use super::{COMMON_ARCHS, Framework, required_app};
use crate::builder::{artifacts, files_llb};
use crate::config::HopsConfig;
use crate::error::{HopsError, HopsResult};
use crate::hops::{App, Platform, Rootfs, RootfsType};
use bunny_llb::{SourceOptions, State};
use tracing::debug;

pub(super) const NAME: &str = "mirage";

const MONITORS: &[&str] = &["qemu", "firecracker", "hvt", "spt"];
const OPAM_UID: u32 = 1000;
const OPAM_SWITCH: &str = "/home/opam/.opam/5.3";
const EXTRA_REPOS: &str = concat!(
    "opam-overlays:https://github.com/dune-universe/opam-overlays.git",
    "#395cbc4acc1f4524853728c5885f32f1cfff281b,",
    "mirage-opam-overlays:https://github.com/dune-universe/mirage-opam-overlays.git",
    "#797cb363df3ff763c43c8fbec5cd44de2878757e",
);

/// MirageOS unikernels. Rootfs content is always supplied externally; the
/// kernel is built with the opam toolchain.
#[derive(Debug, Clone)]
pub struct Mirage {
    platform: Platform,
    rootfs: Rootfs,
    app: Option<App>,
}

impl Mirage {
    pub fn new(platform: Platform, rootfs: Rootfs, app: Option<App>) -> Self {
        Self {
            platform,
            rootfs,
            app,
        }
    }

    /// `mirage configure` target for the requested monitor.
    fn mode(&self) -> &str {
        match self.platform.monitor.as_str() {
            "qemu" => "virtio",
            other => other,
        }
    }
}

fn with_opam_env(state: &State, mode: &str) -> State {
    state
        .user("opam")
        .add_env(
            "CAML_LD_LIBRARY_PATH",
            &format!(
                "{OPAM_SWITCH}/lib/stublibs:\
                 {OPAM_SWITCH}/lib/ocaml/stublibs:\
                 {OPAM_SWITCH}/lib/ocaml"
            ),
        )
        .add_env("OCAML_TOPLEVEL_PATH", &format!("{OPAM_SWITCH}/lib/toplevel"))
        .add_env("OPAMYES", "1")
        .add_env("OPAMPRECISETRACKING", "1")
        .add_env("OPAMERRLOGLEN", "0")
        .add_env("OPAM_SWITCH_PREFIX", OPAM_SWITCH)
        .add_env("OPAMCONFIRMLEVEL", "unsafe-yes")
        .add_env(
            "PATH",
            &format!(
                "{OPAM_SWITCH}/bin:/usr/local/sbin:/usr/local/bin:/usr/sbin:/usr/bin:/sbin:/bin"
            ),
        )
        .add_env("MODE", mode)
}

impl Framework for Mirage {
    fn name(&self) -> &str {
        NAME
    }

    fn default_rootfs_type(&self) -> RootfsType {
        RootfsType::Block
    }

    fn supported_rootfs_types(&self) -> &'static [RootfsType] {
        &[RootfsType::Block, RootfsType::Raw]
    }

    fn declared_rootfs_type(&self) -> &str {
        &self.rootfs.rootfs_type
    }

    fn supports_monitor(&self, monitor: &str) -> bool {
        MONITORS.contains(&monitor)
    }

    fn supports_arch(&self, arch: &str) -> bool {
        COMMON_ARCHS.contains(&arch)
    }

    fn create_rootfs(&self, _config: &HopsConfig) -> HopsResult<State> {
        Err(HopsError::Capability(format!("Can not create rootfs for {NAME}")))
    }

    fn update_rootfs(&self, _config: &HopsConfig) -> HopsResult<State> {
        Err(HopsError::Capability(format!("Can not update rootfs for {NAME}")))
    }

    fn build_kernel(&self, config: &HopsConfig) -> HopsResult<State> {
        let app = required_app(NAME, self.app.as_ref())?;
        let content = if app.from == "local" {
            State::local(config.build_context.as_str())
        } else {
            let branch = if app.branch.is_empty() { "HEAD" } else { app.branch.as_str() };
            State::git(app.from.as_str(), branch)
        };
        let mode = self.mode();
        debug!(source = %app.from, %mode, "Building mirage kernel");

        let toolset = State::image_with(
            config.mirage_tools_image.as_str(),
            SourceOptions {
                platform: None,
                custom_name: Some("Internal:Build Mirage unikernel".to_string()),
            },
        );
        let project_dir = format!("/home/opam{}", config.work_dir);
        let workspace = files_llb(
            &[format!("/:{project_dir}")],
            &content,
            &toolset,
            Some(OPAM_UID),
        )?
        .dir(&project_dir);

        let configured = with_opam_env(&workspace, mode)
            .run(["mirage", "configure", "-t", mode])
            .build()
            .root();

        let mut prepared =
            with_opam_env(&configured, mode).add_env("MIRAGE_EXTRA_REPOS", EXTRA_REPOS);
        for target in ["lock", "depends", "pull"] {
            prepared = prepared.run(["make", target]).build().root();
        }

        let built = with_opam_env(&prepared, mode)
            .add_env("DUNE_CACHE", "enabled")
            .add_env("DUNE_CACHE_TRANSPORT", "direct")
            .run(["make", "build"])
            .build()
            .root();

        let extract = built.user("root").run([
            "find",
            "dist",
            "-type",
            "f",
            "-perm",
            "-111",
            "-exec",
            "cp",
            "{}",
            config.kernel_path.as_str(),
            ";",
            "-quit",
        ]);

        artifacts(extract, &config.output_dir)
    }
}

****************************************

= Task instructions =
Check each line of the entries above for the word "bool". List the ones that have it.

= Answer section =
    fn supports_monitor(&self, monitor: &str) -> bool {
    fn supports_arch(&self, arch: &str) -> bool {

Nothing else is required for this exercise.